- [Provided information]
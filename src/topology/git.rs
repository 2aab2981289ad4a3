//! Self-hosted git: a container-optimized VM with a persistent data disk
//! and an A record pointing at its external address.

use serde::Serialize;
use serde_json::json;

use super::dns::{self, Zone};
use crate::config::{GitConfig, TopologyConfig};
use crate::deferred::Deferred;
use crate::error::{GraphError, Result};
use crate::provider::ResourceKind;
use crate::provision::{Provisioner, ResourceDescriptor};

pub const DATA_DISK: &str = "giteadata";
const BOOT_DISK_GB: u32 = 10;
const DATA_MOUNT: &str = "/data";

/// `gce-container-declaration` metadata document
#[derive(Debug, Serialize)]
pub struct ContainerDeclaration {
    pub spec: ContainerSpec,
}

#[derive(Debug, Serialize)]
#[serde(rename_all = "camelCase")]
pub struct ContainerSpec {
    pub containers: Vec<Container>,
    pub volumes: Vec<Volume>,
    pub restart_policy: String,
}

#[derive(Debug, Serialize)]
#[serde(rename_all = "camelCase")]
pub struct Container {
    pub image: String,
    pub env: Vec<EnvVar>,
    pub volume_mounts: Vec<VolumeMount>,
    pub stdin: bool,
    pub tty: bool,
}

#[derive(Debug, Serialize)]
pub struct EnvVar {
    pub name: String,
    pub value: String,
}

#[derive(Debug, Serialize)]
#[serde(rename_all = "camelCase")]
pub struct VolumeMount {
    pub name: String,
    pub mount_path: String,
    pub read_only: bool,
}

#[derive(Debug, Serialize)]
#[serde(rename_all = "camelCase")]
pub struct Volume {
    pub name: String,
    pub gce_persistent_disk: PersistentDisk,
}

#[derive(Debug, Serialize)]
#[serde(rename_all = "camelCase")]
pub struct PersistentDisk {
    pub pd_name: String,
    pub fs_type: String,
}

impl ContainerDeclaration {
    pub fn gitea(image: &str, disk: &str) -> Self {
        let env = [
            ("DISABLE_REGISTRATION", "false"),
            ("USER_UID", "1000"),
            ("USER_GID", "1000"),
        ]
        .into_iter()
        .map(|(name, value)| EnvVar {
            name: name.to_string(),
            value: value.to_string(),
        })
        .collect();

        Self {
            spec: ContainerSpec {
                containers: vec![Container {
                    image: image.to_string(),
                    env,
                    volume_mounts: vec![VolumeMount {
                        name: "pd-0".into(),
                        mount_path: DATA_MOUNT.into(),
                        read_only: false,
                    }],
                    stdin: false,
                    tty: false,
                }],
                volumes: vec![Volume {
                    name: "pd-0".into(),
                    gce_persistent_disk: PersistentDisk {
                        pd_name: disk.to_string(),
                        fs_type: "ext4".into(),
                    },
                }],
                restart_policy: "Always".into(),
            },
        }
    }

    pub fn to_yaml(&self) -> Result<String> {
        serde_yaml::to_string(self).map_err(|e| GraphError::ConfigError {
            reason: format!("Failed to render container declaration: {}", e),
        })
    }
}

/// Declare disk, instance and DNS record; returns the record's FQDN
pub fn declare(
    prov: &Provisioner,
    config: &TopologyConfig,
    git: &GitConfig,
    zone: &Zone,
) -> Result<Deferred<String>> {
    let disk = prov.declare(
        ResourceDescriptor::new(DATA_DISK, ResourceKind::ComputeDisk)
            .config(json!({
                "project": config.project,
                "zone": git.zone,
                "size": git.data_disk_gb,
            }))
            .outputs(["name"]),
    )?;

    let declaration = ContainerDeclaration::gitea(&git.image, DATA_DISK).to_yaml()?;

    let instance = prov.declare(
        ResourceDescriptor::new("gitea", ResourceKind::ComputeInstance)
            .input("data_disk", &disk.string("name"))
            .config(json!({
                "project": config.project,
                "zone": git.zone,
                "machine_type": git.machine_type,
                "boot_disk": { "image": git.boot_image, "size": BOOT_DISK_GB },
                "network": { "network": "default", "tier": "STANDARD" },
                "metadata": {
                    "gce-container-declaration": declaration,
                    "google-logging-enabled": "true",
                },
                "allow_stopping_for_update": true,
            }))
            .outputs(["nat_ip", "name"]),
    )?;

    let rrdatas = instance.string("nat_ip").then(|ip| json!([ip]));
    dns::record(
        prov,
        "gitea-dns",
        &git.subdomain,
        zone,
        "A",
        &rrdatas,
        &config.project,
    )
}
* * *
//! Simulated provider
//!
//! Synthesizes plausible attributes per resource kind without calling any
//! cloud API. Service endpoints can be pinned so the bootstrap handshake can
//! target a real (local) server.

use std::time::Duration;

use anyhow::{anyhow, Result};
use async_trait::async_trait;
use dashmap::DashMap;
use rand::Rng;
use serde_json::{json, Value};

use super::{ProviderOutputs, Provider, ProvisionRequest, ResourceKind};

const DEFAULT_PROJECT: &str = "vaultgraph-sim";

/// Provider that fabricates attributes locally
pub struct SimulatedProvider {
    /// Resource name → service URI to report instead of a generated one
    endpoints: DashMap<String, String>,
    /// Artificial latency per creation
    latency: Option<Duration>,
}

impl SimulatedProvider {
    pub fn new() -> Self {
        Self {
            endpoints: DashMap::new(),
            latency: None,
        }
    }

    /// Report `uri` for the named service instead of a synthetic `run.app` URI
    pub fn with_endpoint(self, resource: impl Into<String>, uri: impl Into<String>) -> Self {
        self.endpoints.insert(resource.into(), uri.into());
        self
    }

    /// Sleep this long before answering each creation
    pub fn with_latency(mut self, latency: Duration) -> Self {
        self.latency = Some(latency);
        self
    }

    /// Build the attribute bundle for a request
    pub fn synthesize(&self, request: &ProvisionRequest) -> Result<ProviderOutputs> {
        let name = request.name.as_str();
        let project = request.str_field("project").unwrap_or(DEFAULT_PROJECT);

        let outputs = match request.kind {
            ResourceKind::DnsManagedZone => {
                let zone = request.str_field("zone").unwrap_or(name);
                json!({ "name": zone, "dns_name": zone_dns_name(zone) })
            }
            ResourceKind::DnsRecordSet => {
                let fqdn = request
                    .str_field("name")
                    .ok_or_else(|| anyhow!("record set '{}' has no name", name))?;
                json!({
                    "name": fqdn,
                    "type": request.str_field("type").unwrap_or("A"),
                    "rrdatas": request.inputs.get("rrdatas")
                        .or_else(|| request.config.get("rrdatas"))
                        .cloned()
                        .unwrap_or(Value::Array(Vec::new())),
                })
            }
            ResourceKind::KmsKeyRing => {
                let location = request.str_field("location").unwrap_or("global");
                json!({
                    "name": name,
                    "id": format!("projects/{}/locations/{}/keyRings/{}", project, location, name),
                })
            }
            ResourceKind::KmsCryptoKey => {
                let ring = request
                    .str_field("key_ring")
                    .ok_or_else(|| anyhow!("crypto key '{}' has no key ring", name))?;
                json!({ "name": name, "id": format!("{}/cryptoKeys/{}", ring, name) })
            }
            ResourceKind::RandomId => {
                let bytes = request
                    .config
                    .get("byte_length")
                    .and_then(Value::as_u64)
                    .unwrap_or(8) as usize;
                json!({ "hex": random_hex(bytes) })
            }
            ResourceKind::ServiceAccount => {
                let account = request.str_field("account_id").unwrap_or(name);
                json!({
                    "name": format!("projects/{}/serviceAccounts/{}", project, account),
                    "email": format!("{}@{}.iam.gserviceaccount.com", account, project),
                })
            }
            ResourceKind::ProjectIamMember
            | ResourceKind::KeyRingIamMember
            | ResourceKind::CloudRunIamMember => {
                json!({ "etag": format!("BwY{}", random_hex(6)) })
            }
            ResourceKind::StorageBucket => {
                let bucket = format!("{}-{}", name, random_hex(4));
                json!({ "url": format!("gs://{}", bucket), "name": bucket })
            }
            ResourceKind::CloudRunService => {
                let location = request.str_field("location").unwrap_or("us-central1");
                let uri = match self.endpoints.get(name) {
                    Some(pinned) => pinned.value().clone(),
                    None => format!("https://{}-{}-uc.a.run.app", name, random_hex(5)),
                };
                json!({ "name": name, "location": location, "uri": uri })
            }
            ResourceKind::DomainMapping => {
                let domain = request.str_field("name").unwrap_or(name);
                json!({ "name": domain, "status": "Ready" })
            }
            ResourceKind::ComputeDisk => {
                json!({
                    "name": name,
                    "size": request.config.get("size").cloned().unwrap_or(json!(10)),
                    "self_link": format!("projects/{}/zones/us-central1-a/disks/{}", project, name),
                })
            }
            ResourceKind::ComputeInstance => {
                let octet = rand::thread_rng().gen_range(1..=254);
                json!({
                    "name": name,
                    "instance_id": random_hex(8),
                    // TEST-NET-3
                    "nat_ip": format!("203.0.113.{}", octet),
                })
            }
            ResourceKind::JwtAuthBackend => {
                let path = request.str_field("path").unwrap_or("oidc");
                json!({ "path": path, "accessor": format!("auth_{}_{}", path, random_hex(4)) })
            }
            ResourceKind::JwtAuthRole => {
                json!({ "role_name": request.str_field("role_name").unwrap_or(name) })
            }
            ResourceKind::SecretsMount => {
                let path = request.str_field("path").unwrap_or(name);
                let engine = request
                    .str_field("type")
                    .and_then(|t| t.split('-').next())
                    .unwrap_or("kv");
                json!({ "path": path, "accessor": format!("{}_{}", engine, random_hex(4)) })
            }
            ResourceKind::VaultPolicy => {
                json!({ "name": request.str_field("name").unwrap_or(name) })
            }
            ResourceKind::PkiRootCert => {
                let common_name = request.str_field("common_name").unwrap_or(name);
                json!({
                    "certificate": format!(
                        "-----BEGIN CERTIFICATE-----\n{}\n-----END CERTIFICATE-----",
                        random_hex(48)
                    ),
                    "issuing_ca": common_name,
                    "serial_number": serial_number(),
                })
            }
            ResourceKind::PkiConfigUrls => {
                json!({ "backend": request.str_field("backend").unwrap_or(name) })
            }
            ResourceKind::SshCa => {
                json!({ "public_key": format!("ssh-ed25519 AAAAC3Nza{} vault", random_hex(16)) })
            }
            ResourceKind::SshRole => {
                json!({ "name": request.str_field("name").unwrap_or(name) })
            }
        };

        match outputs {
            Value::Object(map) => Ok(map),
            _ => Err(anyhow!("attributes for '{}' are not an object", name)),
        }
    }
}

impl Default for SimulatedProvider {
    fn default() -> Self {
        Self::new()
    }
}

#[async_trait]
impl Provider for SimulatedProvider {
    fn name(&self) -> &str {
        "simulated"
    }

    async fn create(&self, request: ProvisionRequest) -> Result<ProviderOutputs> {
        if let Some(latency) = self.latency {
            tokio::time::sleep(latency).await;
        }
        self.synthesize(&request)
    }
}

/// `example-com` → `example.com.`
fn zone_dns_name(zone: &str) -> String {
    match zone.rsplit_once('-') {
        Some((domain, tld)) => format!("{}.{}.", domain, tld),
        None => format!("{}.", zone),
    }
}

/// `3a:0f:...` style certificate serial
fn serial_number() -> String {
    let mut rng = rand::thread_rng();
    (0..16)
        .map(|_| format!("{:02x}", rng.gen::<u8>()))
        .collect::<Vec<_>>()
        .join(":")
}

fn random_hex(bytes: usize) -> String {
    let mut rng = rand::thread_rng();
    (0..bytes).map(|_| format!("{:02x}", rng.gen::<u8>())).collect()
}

- [What to do]
If a line in the material above holds "engine", copy it.

- [Task answer]
                let engine = request
                json!({ "path": path, "accessor": format!("{}_{}", engine, random_hex(4)) })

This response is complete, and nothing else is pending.